Abstract
Introduction
Cervical spondylotic myelopathy (CSM) is the commonest cause of spinal cord impairment in the elderly population worldwide. Though recent efforts have uncovered valuable clinical predictors of outcome in patients undergoing surgical decompression, the utility of MRI assessment in this regard remains equivocal. To address this fundamental knowledge gap, it is the objective of this study to quantitatively assess the role of MRI in predicting surgical outcome using multicenter prospective data.
Material and Methods
A total of 278 patients with at least one clinical sign of CSM were enrolled in AOSpine North American Study. Of these, baseline MRI data and modified Japanese Orthopedic Association score (mJOA) assessment at 6 months were available for 101 patients. MRIs were reviewed by three investigators for the location of pathology and for presence or absence ( ± ) of signal change on T1 and T2 imaging. Quantitative analysis of T2 hyperintensity area, sagittal extent, and signal change ratios was also conducted. In addition, spinal canal compromise and spinal cord compression were measured on T2 imaging. The mJOA score was used as the primary outcome measure and was dichotomized to discriminate between patients with mild myelopathy postoperatively (≥ 16) and those with substantial residual neurological impairment (< 16). Univariate analyses assessed the relationship of baseline mJOA and MRI analysis with outcome. Logistic regression modeling followed a conceptual division of variables into three key groups: T1 signal analysis, T2 signal analysis, and anatomical measurements. Inclusion of variables in the final model was based on practical, clinical, and statistical considerations (including Akaike information criterion, AIC; Bayesian information criterion, BIC; area under the receiver operator curve characteristics; AUC).

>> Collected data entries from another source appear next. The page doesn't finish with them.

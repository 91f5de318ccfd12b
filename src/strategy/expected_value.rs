//! Expected-value estimator.
//!
//! Maps a checkpoint (payout so far, cells scratched) to the player's
//! expected total if they play on. The continuation bonus per checkpoint is
//! fixed by the contract's payout table.

use rust_decimal::Decimal;
use rust_decimal_macros::dec;

use crate::types::{ExpectedValueResult, HouseError};

/// EV of playing rounds 2 and 3 (after 3 cells).
pub const ROUNDS_TWO_AND_THREE_EV: Decimal = dec!(0.61);
/// EV of playing round 3 (after 6 cells).
pub const ROUND_THREE_EV: Decimal = dec!(0.60);

pub const CELLS_PER_ROUND: u32 = 3;
pub const TOTAL_ROUNDS: u32 = 3;

/// Continuation bonus for the given checkpoint.
pub fn ev_bonus(cells_scratched: u32) -> Result<Decimal, HouseError> {
    match cells_scratched {
        3 => Ok(ROUNDS_TWO_AND_THREE_EV),
        6 => Ok(ROUND_THREE_EV),
        9 => Ok(Decimal::ZERO),
        _ => Err(HouseError::InvalidGameState { cells_scratched }),
    }
}

/// Expected total value if the player continues to the end of the game.
///
/// Fails with `InvalidGameState` unless `cells_scratched` is 3, 6 or 9.
/// No rounding is applied; that happens at the offer stage.
pub fn calculate_expected_value(
    current_payout: Decimal,
    cells_scratched: u32,
) -> Result<ExpectedValueResult, HouseError> {
    let bonus = ev_bonus(cells_scratched)?;
    let remaining_rounds = TOTAL_ROUNDS - cells_scratched / CELLS_PER_ROUND;

    Ok(ExpectedValueResult {
        current_payout,
        expected_value: current_payout + bonus,
        remaining_rounds,
        cells_scratched,
    })
}

/// Cells scratched once `round` has been revealed.
pub fn cells_for_round(round: u32) -> Result<u32, HouseError> {
    if !(1..=TOTAL_ROUNDS).contains(&round) {
        return Err(HouseError::InvalidRound(round));
    }
    Ok(round * CELLS_PER_ROUND)
}

// ---------------------------------------------------------------------------
// Tests
// ---------------------------------------------------------------------------
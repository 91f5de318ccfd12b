//! End-to-end relay tests against the in-memory contract.

use axum::body::Body;
use axum::http::{Request, StatusCode};
use axum::Router;
use rust_decimal_macros::dec;
use std::sync::Arc;
use tower::ServiceExt;

use scratcher_house::relay::{self, RelayClient, RelayState};
use scratcher_house::strategy::offer::NegotiationConfig;
use scratcher_house::strategy::sampler::FixedSampler;
use scratcher_house::strategy::HouseNegotiator;
use scratcher_house::types::GameState;

use crate::mock_contract::{MockContract, SentTx};

/// Router plus a handle on the contract behind it. Offers are priced at
/// the middle of the active band.
fn setup(contract: MockContract) -> (Router, Arc<MockContract>) {
    let contract = Arc::new(contract);
    let negotiator =
        HouseNegotiator::with_sampler(NegotiationConfig::default(), FixedSampler(dec!(0.5)));
    let state = Arc::new(RelayState::new(contract.clone(), negotiator));
    (relay::build_router(state), contract)
}

fn post_json(uri: &str, body: &str) -> Request<Body> {
    Request::builder()
        .method("POST")
        .uri(uri)
        .header("content-type", "application/json")
        .body(Body::from(body.to_string()))
        .unwrap()
}

fn get(uri: &str) -> Request<Body> {
    Request::builder().uri(uri).body(Body::empty()).unwrap()
}

async fn body_json(resp: axum::response::Response) -> serde_json::Value {
    let body = axum::body::to_bytes(resp.into_body(), 100_000).await.unwrap();
    serde_json::from_slice(&body).unwrap()
}

#[tokio::test]
async fn test_generate_offer_after_round_one() {
    let (app, contract) =
        setup(MockContract::new().with_game(1, GameState::Round1Negotiation, [0, 0, 0]));

    let resp = app
        .clone()
        .oneshot(post_json("/api/house/generate-offer", r#"{"gameId":1}"#))
        .await
        .unwrap();
    assert_eq!(resp.status(), StatusCode::OK);
    let json = body_json(resp).await;
    assert_eq!(json["success"], true);
    assert_eq!(json["decision"]["proposal"]["strategy"], "NORMAL_EV_VARIABLE");
    assert_eq!(json["decision"]["offerFixedPoint"], "610000");

    assert_eq!(
        contract.sent(),
        vec![SentTx::SetOffer { game_id: 1, amount: 610_000 }]
    );

    let resp = app.oneshot(get("/api/games/1/offers")).await.unwrap();
    assert_eq!(resp.status(), StatusCode::OK);
    let json = body_json(resp).await;
    assert_eq!(json["round1"].as_f64(), Some(0.61));
    assert!(json["round2"].is_null());
}

#[tokio::test]
async fn test_generate_offer_high_ev_round_two() {
    // 1.00 + 0.50 revealed, plus 0.60 continuation = 2.10 EV.
    let (app, contract) = setup(MockContract::new().with_game(
        2,
        GameState::Round2Negotiation,
        [1_000_000, 500_000, 0],
    ));

    let resp = app
        .oneshot(post_json("/api/house/generate-offer", r#"{"gameId":2}"#))
        .await
        .unwrap();
    assert_eq!(resp.status(), StatusCode::OK);
    let json = body_json(resp).await;
    assert_eq!(json["decision"]["round"], 2);
    assert_eq!(json["decision"]["proposal"]["strategy"], "HIGH_EV_CONSERVATIVE");

    // 80% of 2.10
    assert_eq!(
        contract.game(2).unwrap().offered_payouts,
        [0, 1_680_000, 0]
    );
}

#[tokio::test]
async fn test_duplicate_offer_is_conflict() {
    let (app, contract) =
        setup(MockContract::new().with_game(3, GameState::Round1Negotiation, [200_000, 0, 0]));

    let first = app
        .clone()
        .oneshot(post_json("/api/house/generate-offer", r#"{"gameId":3}"#))
        .await
        .unwrap();
    assert_eq!(first.status(), StatusCode::OK);

    let second = app
        .oneshot(post_json("/api/house/generate-offer", r#"{"gameId":3}"#))
        .await
        .unwrap();
    assert_eq!(second.status(), StatusCode::CONFLICT);
    assert_eq!(contract.sent().len(), 1);
}

#[tokio::test]
async fn test_concurrent_generate_single_submission() {
    let (app, contract) =
        setup(MockContract::new().with_game(4, GameState::Round1Negotiation, [0, 0, 0]));

    let mut handles = Vec::new();
    for _ in 0..8 {
        let app = app.clone();
        handles.push(tokio::spawn(async move {
            app.oneshot(post_json("/api/house/generate-offer", r#"{"gameId":4}"#))
                .await
                .unwrap()
                .status()
        }));
    }

    let mut ok = 0;
    for h in handles {
        match h.await.unwrap() {
            StatusCode::OK => ok += 1,
            status => assert_eq!(status, StatusCode::CONFLICT),
        }
    }
    assert_eq!(ok, 1);
    assert_eq!(contract.sent().len(), 1);
}

#[tokio::test]
async fn test_generate_offer_outside_negotiation() {
    let (app, contract) =
        setup(MockContract::new().with_game(5, GameState::AwaitingRandomnessRound2, [0, 0, 0]));

    let resp = app
        .oneshot(post_json("/api/house/generate-offer", r#"{"gameId":5}"#))
        .await
        .unwrap();
    assert_eq!(resp.status(), StatusCode::UNPROCESSABLE_ENTITY);
    let json = body_json(resp).await;
    assert!(json["error"].as_str().unwrap().contains("negotiation"));
    assert!(contract.sent().is_empty());
}

#[tokio::test]
async fn test_reverted_offer_can_be_retried() {
    let (app, contract) =
        setup(MockContract::new().with_game(6, GameState::Round1Negotiation, [0, 0, 0]));
    contract.set_revert(true);

    let resp = app
        .clone()
        .oneshot(post_json("/api/house/generate-offer", r#"{"gameId":6}"#))
        .await
        .unwrap();
    assert_eq!(resp.status(), StatusCode::INTERNAL_SERVER_ERROR);
    let json = body_json(resp).await;
    assert_eq!(json["error"], "Transaction failed");
    assert!(json["hash"].as_str().unwrap().starts_with("0x"));

    contract.set_revert(false);
    let resp = app
        .oneshot(post_json("/api/house/generate-offer", r#"{"gameId":6}"#))
        .await
        .unwrap();
    assert_eq!(resp.status(), StatusCode::OK);
}

#[tokio::test]
async fn test_rpc_failure_is_server_error() {
    let (app, contract) =
        setup(MockContract::new().with_game(7, GameState::Round1Negotiation, [0, 0, 0]));
    contract.set_error("connection refused");

    let resp = app
        .oneshot(post_json("/api/house/accept-offer", r#"{"gameId":7}"#))
        .await
        .unwrap();
    assert_eq!(resp.status(), StatusCode::INTERNAL_SERVER_ERROR);
    let json = body_json(resp).await;
    assert_eq!(json["error"], "Server error");
    assert!(json["details"].as_str().unwrap().contains("connection refused"));
}

#[tokio::test]
async fn test_manual_offer_then_accept() {
    let (app, contract) =
        setup(MockContract::new().with_game(8, GameState::Round1Negotiation, [500_000, 0, 0]));

    let resp = app
        .clone()
        .oneshot(post_json(
            "/api/house/set-offer",
            r#"{"gameId":8,"offerAmount":0.987654321}"#,
        ))
        .await
        .unwrap();
    assert_eq!(resp.status(), StatusCode::OK);
    // Sub-micro precision is floored.
    assert_eq!(body_json(resp).await["offerAmount"], "987654");

    let resp = app
        .clone()
        .oneshot(post_json("/api/house/accept-offer", r#"{"gameId":8}"#))
        .await
        .unwrap();
    assert_eq!(resp.status(), StatusCode::OK);
    assert_eq!(contract.game(8).unwrap().state, GameState::Finished);

    let resp = app.oneshot(get("/api/offers")).await.unwrap();
    let json = body_json(resp).await;
    let records = json.as_array().unwrap();
    assert_eq!(records.len(), 1);
    assert_eq!(records[0]["gameId"], 8);
    assert_eq!(records[0]["round"], 1);
    assert!(records[0]["strategy"].is_null());
}

#[tokio::test]
async fn test_sub_micro_offer_is_rejected() {
    let (app, contract) =
        setup(MockContract::new().with_game(13, GameState::Round1Negotiation, [0, 0, 0]));

    let resp = app
        .oneshot(post_json(
            "/api/house/set-offer",
            r#"{"gameId":13,"offerAmount":0.0000009}"#,
        ))
        .await
        .unwrap();
    assert_eq!(resp.status(), StatusCode::BAD_REQUEST);
    assert_eq!(body_json(resp).await["error"], "Invalid gameId or offerAmount");
    assert!(contract.sent().is_empty());
    assert_eq!(contract.game(13).unwrap().offered_payouts, [0, 0, 0]);
}

#[tokio::test]
async fn test_finished_game_releases_claims() {
    let contract = Arc::new(
        MockContract::new().with_game(12, GameState::Round1Negotiation, [0, 0, 0]),
    );
    let negotiator =
        HouseNegotiator::with_sampler(NegotiationConfig::default(), FixedSampler(dec!(0.5)));
    let state = Arc::new(RelayState::new(contract.clone(), negotiator));
    let app = relay::build_router(state.clone());

    let resp = app
        .clone()
        .oneshot(post_json("/api/house/generate-offer", r#"{"gameId":12}"#))
        .await
        .unwrap();
    assert_eq!(resp.status(), StatusCode::OK);
    assert!(state.ledger.is_claimed(12, 1).await);

    let resp = app
        .oneshot(post_json("/api/house/accept-offer", r#"{"gameId":12}"#))
        .await
        .unwrap();
    assert_eq!(resp.status(), StatusCode::OK);
    assert_eq!(state.ledger.claim_count().await, 0);
    // The offer itself stays in the feed.
    assert_eq!(state.ledger.len().await, 1);
}

#[tokio::test]
async fn test_later_round_retires_earlier_claims() {
    let contract = Arc::new(
        MockContract::new().with_game(14, GameState::Round1Negotiation, [0, 0, 0]),
    );
    let negotiator =
        HouseNegotiator::with_sampler(NegotiationConfig::default(), FixedSampler(dec!(0.5)));
    let state = Arc::new(RelayState::new(contract.clone(), negotiator));
    let app = relay::build_router(state.clone());

    let resp = app
        .clone()
        .oneshot(post_json("/api/house/generate-offer", r#"{"gameId":14}"#))
        .await
        .unwrap();
    assert_eq!(resp.status(), StatusCode::OK);

    contract.set_state(14, GameState::Round2Negotiation);
    let resp = app
        .oneshot(post_json("/api/house/generate-offer", r#"{"gameId":14}"#))
        .await
        .unwrap();
    assert_eq!(resp.status(), StatusCode::OK);
    assert!(!state.ledger.is_claimed(14, 1).await);
    assert!(state.ledger.is_claimed(14, 2).await);
    assert_eq!(state.ledger.claim_count().await, 1);
}

#[tokio::test]
async fn test_play_round() {
    let (app, contract) =
        setup(MockContract::new().with_game(9, GameState::Round1Negotiation, [0, 0, 0]));

    let resp = app
        .oneshot(post_json(
            "/api/house/play-round",
            r#"{"gameId":9,"cellIndexes":[3,4,5]}"#,
        ))
        .await
        .unwrap();
    assert_eq!(resp.status(), StatusCode::OK);
    assert_eq!(
        contract.sent(),
        vec![SentTx::Play { game_id: 9, cells: [3, 4, 5] }]
    );
    assert_eq!(
        contract.game(9).unwrap().state,
        GameState::AwaitingRandomnessRound2
    );
}

#[tokio::test]
async fn test_request_validation() {
    let (app, contract) = setup(MockContract::new());

    let cases = [
        ("/api/house/set-offer", r#"{"gameId":0,"offerAmount":1}"#),
        ("/api/house/set-offer", r#"{"gameId":1,"offerAmount":-2}"#),
        ("/api/house/set-offer", r#"{"gameId":1,"offerAmount":0.0000001}"#),
        ("/api/house/set-offer", r#"{"gameId":1}"#),
        ("/api/house/generate-offer", r#"{"gameId":-1}"#),
        ("/api/house/accept-offer", r#"{}"#),
        ("/api/house/play-round", r#"{"gameId":1,"cellIndexes":[1,2,12]}"#),
    ];
    for (uri, body) in cases {
        let resp = app.clone().oneshot(post_json(uri, body)).await.unwrap();
        assert_eq!(resp.status(), StatusCode::BAD_REQUEST, "{uri} {body}");
        assert!(body_json(resp).await["error"].is_string());
    }
    assert!(contract.sent().is_empty());
}

#[tokio::test]
async fn test_relay_client_round_trip() {
    let contract = Arc::new(
        MockContract::new()
            .with_game(10, GameState::Round1Negotiation, [0, 0, 0])
            .with_game(11, GameState::Round1Negotiation, [500_000, 0, 0])
            .with_game(15, GameState::Round1Negotiation, [0, 0, 0]),
    );
    let negotiator =
        HouseNegotiator::with_sampler(NegotiationConfig::default(), FixedSampler(dec!(0)));
    let state = Arc::new(RelayState::new(contract.clone(), negotiator));

    let listener = tokio::net::TcpListener::bind("127.0.0.1:0").await.unwrap();
    let addr = listener.local_addr().unwrap();
    let (stop_tx, stop_rx) = tokio::sync::oneshot::channel::<()>();
    let server = tokio::spawn(relay::serve_listener(listener, state, async move {
        let _ = stop_rx.await;
    }));

    let client = RelayClient::new(&format!("http://{addr}")).unwrap();
    assert!(client.health().await.unwrap());

    // 80% of 0.61 = 0.488, rounded to 0.49.
    let receipt = client.generate_offer(10).await.unwrap();
    assert!(receipt.success);
    assert_eq!(
        contract.sent(),
        vec![SentTx::SetOffer { game_id: 10, amount: 490_000 }]
    );

    let offers = client.game_offers(10).await.unwrap();
    assert_eq!(offers.round1, Some(dec!(0.49)));

    let err = client.generate_offer(10).await.unwrap_err();
    assert!(err.to_string().contains("409"));

    let err = client.game_offers(404).await.unwrap_err();
    assert!(err.to_string().contains("Server error"));

    // Manual pricing, round play and acceptance on their own games.
    let receipt = client.set_offer(11, dec!(0.75)).await.unwrap();
    assert!(receipt.success);
    assert_eq!(receipt.offer_amount.as_deref(), Some("750000"));

    let receipt = client.play_round(15, [0, 4, 8]).await.unwrap();
    assert!(receipt.success);
    assert!(receipt.offer_amount.is_none());
    assert_eq!(
        contract.game(15).unwrap().state,
        GameState::AwaitingRandomnessRound2
    );

    let receipt = client.accept_offer(11).await.unwrap();
    assert!(receipt.success);
    assert_eq!(contract.game(11).unwrap().state, GameState::Finished);

    assert_eq!(
        contract.sent()[1..],
        [
            SentTx::SetOffer { game_id: 11, amount: 750_000 },
            SentTx::Play { game_id: 15, cells: [0, 4, 8] },
            SentTx::Accept { game_id: 11 },
        ]
    );

    let _ = stop_tx.send(());
    server.await.unwrap().unwrap();
}
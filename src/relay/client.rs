//! HTTP client for a running relay.
//!
//! Used by game backends that hold no key of their own: they ask the relay
//! to sign house transactions on their behalf.

use anyhow::{Context, Result};
use reqwest::Client;
use rust_decimal::Decimal;
use serde::{de::DeserializeOwned, Deserialize, Serialize};
use serde_json::json;
use std::time::Duration;
use tracing::debug;

use crate::types::RoundOffers;

const REQUEST_TIMEOUT: Duration = Duration::from_secs(30);

/// Confirmation returned by the relay's write endpoints.
#[derive(Debug, Clone, PartialEq, Eq, Deserialize)]
#[serde(rename_all = "camelCase")]
pub struct RelayReceipt {
    pub success: bool,
    pub hash: String,
    #[serde(default)]
    pub offer_amount: Option<String>,
}

/// Error body the relay returns on failure.
#[derive(Debug, Default, Deserialize)]
struct RelayErrorBody {
    #[serde(default)]
    error: Option<String>,
    #[serde(default)]
    details: Option<String>,
    #[serde(default)]
    hash: Option<String>,
}

pub struct RelayClient {
    http: Client,
    base_url: String,
}

impl RelayClient {
    pub fn new(base_url: &str) -> Result<Self> {
        let http = Client::builder()
            .timeout(REQUEST_TIMEOUT)
            .user_agent("scratcher-house/0.1")
            .build()
            .context("Failed to build HTTP client")?;
        Ok(Self {
            http,
            base_url: base_url.trim_end_matches('/').to_string(),
        })
    }

    pub async fn health(&self) -> Result<bool> {
        let resp = self
            .http
            .get(format!("{}/health", self.base_url))
            .send()
            .await
            .context("Relay health check failed")?;
        Ok(resp.status().is_success())
    }

    pub async fn set_offer(&self, game_id: u64, offer_amount: Decimal) -> Result<RelayReceipt> {
        self.post(
            "/api/house/set-offer",
            json!({ "gameId": game_id, "offerAmount": offer_amount }),
        )
        .await
    }

    /// Have the relay price and submit an offer for the game's current round.
    pub async fn generate_offer(&self, game_id: u64) -> Result<RelayReceipt> {
        self.post("/api/house/generate-offer", json!({ "gameId": game_id }))
            .await
    }

    pub async fn accept_offer(&self, game_id: u64) -> Result<RelayReceipt> {
        self.post("/api/house/accept-offer", json!({ "gameId": game_id }))
            .await
    }

    pub async fn play_round(&self, game_id: u64, cells: [u8; 3]) -> Result<RelayReceipt> {
        self.post(
            "/api/house/play-round",
            json!({ "gameId": game_id, "cellIndexes": cells }),
        )
        .await
    }

    pub async fn game_offers(&self, game_id: u64) -> Result<RoundOffers> {
        let resp = self
            .http
            .get(format!("{}/api/games/{game_id}/offers", self.base_url))
            .send()
            .await
            .context("Failed to reach relay")?;
        Self::decode(resp, "game offers").await
    }

    async fn post<B: Serialize, T: DeserializeOwned>(&self, path: &str, body: B) -> Result<T> {
        debug!(path, "Relay request");
        let resp = self
            .http
            .post(format!("{}{path}", self.base_url))
            .json(&body)
            .send()
            .await
            .with_context(|| format!("Failed to reach relay at {path}"))?;
        Self::decode(resp, path).await
    }

    async fn decode<T: DeserializeOwned>(resp: reqwest::Response, what: &str) -> Result<T> {
        if !resp.status().is_success() {
            let status = resp.status();
            let body: RelayErrorBody = resp.json().await.unwrap_or_default();
            let mut msg = body.error.unwrap_or_else(|| "unknown error".to_string());
            if let Some(details) = body.details {
                msg = format!("{msg}: {details}");
            }
            if let Some(hash) = body.hash {
                msg = format!("{msg} (tx {hash})");
            }
            anyhow::bail!("Relay {what} returned {status}: {msg}");
        }

        resp.json()
            .await
            .with_context(|| format!("Failed to parse relay {what} response"))
    }
}
//! Scratcher House: pricing and relay service for the house side of a
//! three-round on-chain scratch card game.
//!
//! Library crate exposing all modules for use by integration tests
//! and the binary entry point.

pub mod chain;
pub mod config;
pub mod relay;
pub mod strategy;
pub mod symbols;
pub mod types;
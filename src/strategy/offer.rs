//! House offer generation.
//!
//! Prices a buy-out offer as a random percentage of the player's expected
//! value. High-EV games get a conservative band; everything else gets a
//! wider band that can exceed EV. The random draw comes from an injected
//! `OfferSampler` so pricing stays deterministic under test.

use rust_decimal::prelude::*;
use rust_decimal_macros::dec;
use tracing::debug;

use super::expected_value::calculate_expected_value;
use super::sampler::{EntropySampler, OfferSampler};
use crate::types::{GameProgressSnapshot, HouseError, HouseProposal, OfferStrategy, ProposalAnalysis};

// ---------------------------------------------------------------------------
// Configuration (defaults, overridden by config.toml at runtime)
// ---------------------------------------------------------------------------

pub const HIGH_EV_THRESHOLD: Decimal = dec!(0.98);
pub const HIGH_EV_MIN_PERCENT: Decimal = dec!(70);
pub const HIGH_EV_MAX_PERCENT: Decimal = dec!(90);
pub const NORMAL_EV_MIN_PERCENT: Decimal = dec!(80);
pub const NORMAL_EV_MAX_PERCENT: Decimal = dec!(120);

/// Inclusive percentage range an offer is drawn from.
#[derive(Debug, Clone, Copy, PartialEq, Eq)]
pub struct PercentBand {
    pub min: Decimal,
    pub max: Decimal,
}

impl PercentBand {
    pub const fn new(min: Decimal, max: Decimal) -> Self {
        Self { min, max }
    }

    /// Point at fraction `u` along the band. `u` is clamped to [0, 1].
    pub fn at(&self, u: Decimal) -> Decimal {
        let u = u.clamp(Decimal::ZERO, Decimal::ONE);
        (self.min + (self.max - self.min) * u).normalize()
    }

    pub fn contains(&self, pct: Decimal) -> bool {
        pct >= self.min && pct <= self.max
    }
}

/// Pricing thresholds and bands.
#[derive(Debug, Clone, Copy, PartialEq, Eq)]
pub struct NegotiationConfig {
    /// EV strictly above this selects the conservative band.
    pub high_ev_threshold: Decimal,
    pub high_ev_band: PercentBand,
    pub normal_ev_band: PercentBand,
}

impl Default for NegotiationConfig {
    fn default() -> Self {
        Self {
            high_ev_threshold: HIGH_EV_THRESHOLD,
            high_ev_band: PercentBand::new(HIGH_EV_MIN_PERCENT, HIGH_EV_MAX_PERCENT),
            normal_ev_band: PercentBand::new(NORMAL_EV_MIN_PERCENT, NORMAL_EV_MAX_PERCENT),
        }
    }
}

impl NegotiationConfig {
    /// Strategy and band for a given player EV.
    pub fn band_for(&self, player_ev: Decimal) -> (OfferStrategy, PercentBand) {
        if player_ev > self.high_ev_threshold {
            (OfferStrategy::HighEvConservative, self.high_ev_band)
        } else {
            (OfferStrategy::NormalEvVariable, self.normal_ev_band)
        }
    }

    /// Reject inverted or negative bands.
    pub fn validate(&self) -> Result<(), HouseError> {
        for (name, band) in [("high_ev", self.high_ev_band), ("normal_ev", self.normal_ev_band)] {
            if band.min.is_sign_negative() || band.min > band.max {
                return Err(HouseError::Config(format!(
                    "{name} band must satisfy 0 <= min <= max (got {}..{})",
                    band.min, band.max
                )));
            }
        }
        Ok(())
    }
}

// ---------------------------------------------------------------------------
// Offer generator
// ---------------------------------------------------------------------------

/// Generates strategy-labelled buy-out offers.
pub struct OfferGenerator<S = EntropySampler> {
    config: NegotiationConfig,
    sampler: S,
}

impl OfferGenerator<EntropySampler> {
    /// Default bands with the thread-local entropy source.
    pub fn with_entropy(config: NegotiationConfig) -> Self {
        Self::new(config, EntropySampler)
    }
}

impl<S: OfferSampler> OfferGenerator<S> {
    pub fn new(config: NegotiationConfig, sampler: S) -> Self {
        Self { config, sampler }
    }

    /// Access the negotiation configuration.
    pub fn config(&self) -> &NegotiationConfig {
        &self.config
    }

    /// Price an offer for the given checkpoint.
    ///
    /// Fails with `InvalidGameState` if `cells_scratched` is not 3, 6 or 9.
    pub fn generate(
        &self,
        current_payout: Decimal,
        cells_scratched: u32,
    ) -> Result<HouseProposal, HouseError> {
        let ev = calculate_expected_value(current_payout, cells_scratched)?;
        let player_ev = ev.expected_value;

        let (strategy, band) = self.config.band_for(player_ev);
        let offer_percentage = band.at(self.sampler.unit_fraction());
        let offer = round_to_cents(player_ev * offer_percentage / dec!(100));

        let threshold = self.config.high_ev_threshold;
        let reasoning = match strategy {
            OfferStrategy::HighEvConservative => format!(
                "High EV (>{threshold}) detected. Conservative offer at {offer_percentage:.2}% of EV."
            ),
            OfferStrategy::NormalEvVariable => format!(
                "Normal EV (<={threshold}). Variable offer at {offer_percentage:.2}% of EV."
            ),
        };

        debug!(
            cells_scratched,
            player_ev = %player_ev,
            pct = %format!("{:.2}%", offer_percentage),
            strategy = %strategy,
            offer = %format!("${:.2}", offer),
            "Offer priced"
        );

        Ok(HouseProposal {
            offer,
            player_ev,
            offer_percentage,
            strategy,
            reasoning,
        })
    }

    /// Price an offer for a validated snapshot.
    pub fn generate_for(&self, snapshot: &GameProgressSnapshot) -> Result<HouseProposal, HouseError> {
        self.generate(snapshot.current_payout, snapshot.cells_scratched)
    }
}

/// One-shot pricing with default bands and OS entropy.
pub fn generate_house_proposal(
    current_payout: Decimal,
    cells_scratched: u32,
) -> Result<HouseProposal, HouseError> {
    OfferGenerator::with_entropy(NegotiationConfig::default()).generate(current_payout, cells_scratched)
}

// ---------------------------------------------------------------------------
// Helpers
// ---------------------------------------------------------------------------

/// Round to whole cents, ties away from zero.
pub fn round_to_cents(amount: Decimal) -> Decimal {
    amount.round_dp_with_strategy(2, RoundingStrategy::MidpointAwayFromZero)
}

/// Offer floor for a round. Unknown rounds get the round-1 floor.
pub fn get_minimum_offer(round: u32) -> Decimal {
    match round {
        1 => dec!(0.50),
        2 => dec!(1.00),
        3 => dec!(1.50),
        _ => dec!(0.50),
    }
}

/// Sanity check used before submitting an offer. Advisory only.
pub fn is_reasonable_offer(offer: Decimal, current_payout: Decimal, round: u32) -> bool {
    if offer < get_minimum_offer(round) {
        return false;
    }
    if current_payout > Decimal::ZERO && offer < current_payout * dec!(0.5) {
        return false;
    }
    true
}

/// Whether the offer beats the player's EV, and by how much.
pub fn analyze_proposal(proposal: &HouseProposal) -> ProposalAnalysis {
    let player_advantage = proposal.offer - proposal.player_ev;
    let should_accept = proposal.offer > proposal.player_ev;

    let analysis = if should_accept {
        format!("Good offer! {:.2} above EV", player_advantage)
    } else {
        format!("Below EV by {:.2}", player_advantage.abs())
    };

    ProposalAnalysis {
        should_accept,
        player_advantage,
        analysis,
    }
}

/// Short display line for a proposal.
pub fn format_proposal(proposal: &HouseProposal) -> String {
    format!("💰 House Offer: ${:.2}", proposal.offer)
}

// ---------------------------------------------------------------------------
// Tests
// ---------------------------------------------------------------------------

The final model was compared with a model containing only baseline mJOA using a likelihood-ratio test.
Results
In univariate analysis, baseline mJOA (p < 0.0001), spinal canal compromise (p = 0.0322), T2 hyperintensity area (p = 0.0422), and maximum height (p = 0.026) were all significantly associated with outcome. A single variable was used to describe T1 hypointensity ( ± ) and anatomical measurements (spinal canal compromise), and two variables were used to describe T2 hyperintensity signal characteristics (maximum height and Wang signal ratio) in the initial model. These four imaging variables along with baseline mJOA yielded an AUC of 0.849. Reduction of variables to create parsimony resulted in a final model including T1 hypointensity (OR = 0.242; CI: 0.068–0.866), spinal canal compromise (OR = 0.940; CI: 0.90–0.982), and baseline mJOA (OR = 1.743; CI: 1.353–2.245) with an AUC of 0.845, while reducing both the AIC and BIC. The AUC for the baseline mJOA-only model was 0.807. The likelihood-ratio test indicated superior performance of the full model compared with the mJOA-only model (p < 0.0001).
Conclusion
Baseline mJOA is a strong predictor of postsurgical outcome in CSM at 6 months; however, a model inclusive of spinal canal compromise and T1 hypointensity assessment in addition to this provides a superior predictive capacity. This suggests that MRI analysis has a significant role in predicting surgical outcome. It is, therefore, recommended that a thorough MRI analysis be conducted in all patients with CSM considered for surgical treatment.